START Given information

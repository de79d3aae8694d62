// ABOUTME: Integration tests for the retraining batch reset
// ABOUTME: Only learners who completed the course are reset; certificates survive and attempts reopen
//
// SPDX-License-Identifier: MIT OR Apache-2.0
// Copyright (c) 2025 Pierre Fitness Intelligence

#![allow(clippy::unwrap_used, clippy::expect_used, clippy::panic)]
#![allow(missing_docs)]

mod common;

use common::{
    actor, answers_with_score, correct_answers, course_draft, create_course, create_learner,
    create_test_database, enroll, lesson_ids, quiz, with_final_assessment, MAIN, NORTH,
};
use lms_server::errors::ErrorCode;
use lms_server::learning::{AssessmentEngine, ProgressTracker, RetrainingEngine};

#[tokio::test]
async fn test_only_complete_learners_are_reset() {
    let database = create_test_database().await;
    let tracker = ProgressTracker::new(database.clone());
    let engine = RetrainingEngine::new(database.clone());
    let course = create_course(&database, MAIN, &course_draft("Fire safety", &[1, 2])).await;
    let lessons = lesson_ids(&course);

    let done = create_learner(&database, MAIN, "ada").await;
    let halfway = create_learner(&database, MAIN, "alan").await;
    for learner in [&done, &halfway] {
        enroll(&database, learner, course.course.id).await;
    }
    for &lesson in &lessons {
        tracker
            .complete_lesson(&actor(&done), course.course.id, lesson)
            .await
            .unwrap();
    }
    tracker
        .complete_lesson(&actor(&halfway), course.course.id, lessons[0])
        .await
        .unwrap();

    let report = engine
        .retrain_completed_users(MAIN, course.course.id)
        .await
        .unwrap();
    assert_eq!(report.reset_user_ids, vec![done.id]);
    assert_eq!(report.progress_rows_deleted, 3);

    let reset = tracker
        .course_progress(&actor(&done), course.course.id)
        .await
        .unwrap();
    assert_eq!(reset.completed_lessons, 0);
    let untouched = tracker
        .course_progress(&actor(&halfway), course.course.id)
        .await
        .unwrap();
    assert_eq!(untouched.completed_lessons, 1);

    // The completion certificate is historical and stays
    assert_eq!(
        database
            .certificates()
            .count_completions(done.id, course.course.id)
            .await
            .unwrap(),
        1
    );

    // Nothing left to reset on a second run
    let again = engine
        .retrain_completed_users(MAIN, course.course.id)
        .await
        .unwrap();
    assert!(again.reset_user_ids.is_empty());
    assert_eq!(again.progress_rows_deleted, 0);
}

#[tokio::test]
async fn test_retraining_reopens_final_assessment_attempts() {
    let database = create_test_database().await;
    let tracker = ProgressTracker::new(database.clone());
    let assessments = AssessmentEngine::new(database.clone());
    let engine = RetrainingEngine::new(database.clone());
    let draft = with_final_assessment(course_draft("Hazmat", &[1]), 4, 100, 1);
    let course = create_course(&database, MAIN, &draft).await;
    let learner = create_learner(&database, MAIN, "grace").await;
    enroll(&database, &learner, course.course.id).await;
    let lesson = lesson_ids(&course)[0];

    tracker
        .complete_lesson(&actor(&learner), course.course.id, lesson)
        .await
        .unwrap();
    let passed = assessments
        .submit_final_assessment(&actor(&learner), course.course.id, &correct_answers(&quiz(4)))
        .await
        .unwrap();
    assert!(passed.passed);

    engine
        .retrain_completed_users(MAIN, course.course.id)
        .await
        .unwrap();

    tracker
        .complete_lesson(&actor(&learner), course.course.id, lesson)
        .await
        .unwrap();
    let retry = assessments
        .submit_final_assessment(
            &actor(&learner),
            course.course.id,
            &answers_with_score(&quiz(4), 2),
        )
        .await
        .unwrap();
    assert_eq!(retry.attempts_used, 1);
    assert!(!retry.passed);
    assert!(retry.retake_required);
    assert_eq!(
        database
            .certificates()
            .count_completions(learner.id, course.course.id)
            .await
            .unwrap(),
        1
    );
}

#[tokio::test]
async fn test_retraining_is_site_scoped() {
    let database = create_test_database().await;
    let engine = RetrainingEngine::new(database.clone());
    let course = create_course(&database, MAIN, &course_draft("Knots", &[1])).await;

    let err = engine
        .retrain_completed_users(NORTH, course.course.id)
        .await
        .unwrap_err();
    assert_eq!(err.code, ErrorCode::ResourceNotFound);
}
// ABOUTME: Learning engines: assessment, progress, certificates, course sync and retraining
// ABOUTME: Each engine wraps its multi-statement writes in a single transaction per call
//
// SPDX-License-Identifier: MIT OR Apache-2.0
// Copyright (c) 2025 Pierre Fitness Intelligence

//! # Learning engines
//!
//! The engines sit between the HTTP routes and the database managers. A
//! learner submission flows through the [`AssessmentEngine`], which calls the
//! [`ProgressTracker`] for lesson quizzes and the [`CertificateIssuer`] on a
//! qualifying completion, all on the same transaction. Course sync and
//! retraining are administrator batch operations over the same schema.

/// Pre-test, lesson quiz and final assessment scoring and policy
pub mod assessment;
/// Certificate numbering, issuance, validation and listing
pub mod certificates;
/// Lesson completion and course completion
pub mod progress;
/// Bulk progress reset for learners who completed a course
pub mod retraining;
/// Master course replication into branch sites
pub mod sync;

pub use assessment::{
    AssessmentEngine, FinalAssessmentOutcome, PreTestOutcome, QuizOutcome, RetakeOutcome,
};
pub use certificates::{CertificateIssuer, IssuedCertificate};
pub use progress::{CourseProgress, LessonCompletion, ProgressTracker};
pub use retraining::{RetrainingEngine, RetrainingReport};
pub use sync::{CourseSyncEngine, SyncOutcome, SyncReport, TargetResult, TargetStatus};

use crate::database::EnrollmentManager;
use crate::errors::{AppError, AppResult};
use lms_core::models::TenantId;
use sqlx::SqliteConnection;
use uuid::Uuid;

/// The authenticated caller of an engine operation
#[derive(Debug, Clone, Copy, PartialEq, Eq)]
pub struct Actor {
    /// Caller's site; every query is scoped to it
    pub tenant_id: TenantId,
    /// Caller
    pub user_id: Uuid,
    /// Administrators may act without an enrollment
    pub is_admin: bool,
}

impl Actor {
    /// A learner without administrator rights
    #[must_use]
    pub const fn learner(tenant_id: TenantId, user_id: Uuid) -> Self {
        Self {
            tenant_id,
            user_id,
            is_admin: false,
        }
    }
}

/// Reject callers who are neither enrolled nor administrators
pub(crate) async fn ensure_enrolled(
    conn: &mut SqliteConnection,
    actor: &Actor,
    course_id: Uuid,
) -> AppResult<()> {
    if actor.is_admin
        || EnrollmentManager::is_enrolled_in(conn, actor.tenant_id, actor.user_id, course_id)
            .await?
    {
        return Ok(());
    }
    Err(AppError::permission_denied("Not enrolled in this course"))
}
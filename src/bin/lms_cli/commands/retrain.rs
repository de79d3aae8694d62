// ABOUTME: Retraining command for lms-cli
// ABOUTME: Resets progress of every learner of a site who completed the given course
//
// SPDX-License-Identifier: MIT OR Apache-2.0
// Copyright (c) 2025 Pierre Fitness Intelligence

use lms_server::database::Database;
use lms_server::errors::AppResult;
use lms_server::learning::RetrainingEngine;
use lms_server::models::TenantId;
use uuid::Uuid;

/// Run retraining for one course of one site
pub async fn run(database: &Database, site: TenantId, course: Uuid) -> AppResult<()> {
    let report = RetrainingEngine::new(database.clone())
        .retrain_completed_users(site, course)
        .await?;

    println!(
        "Reset {} learner(s), {} progress row(s) removed",
        report.reset_user_ids.len(),
        report.progress_rows_deleted
    );
    for user_id in &report.reset_user_ids {
        println!("  {user_id}");
    }
    Ok(())
}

END Given information

About this task: Please copy all lines of the listing in which the string "engines" occurs.

Response box:
// ABOUTME: Learning engines: assessment, progress, certificates, course sync and retraining
//! # Learning engines
//! The engines sit between the HTTP routes and the database managers. A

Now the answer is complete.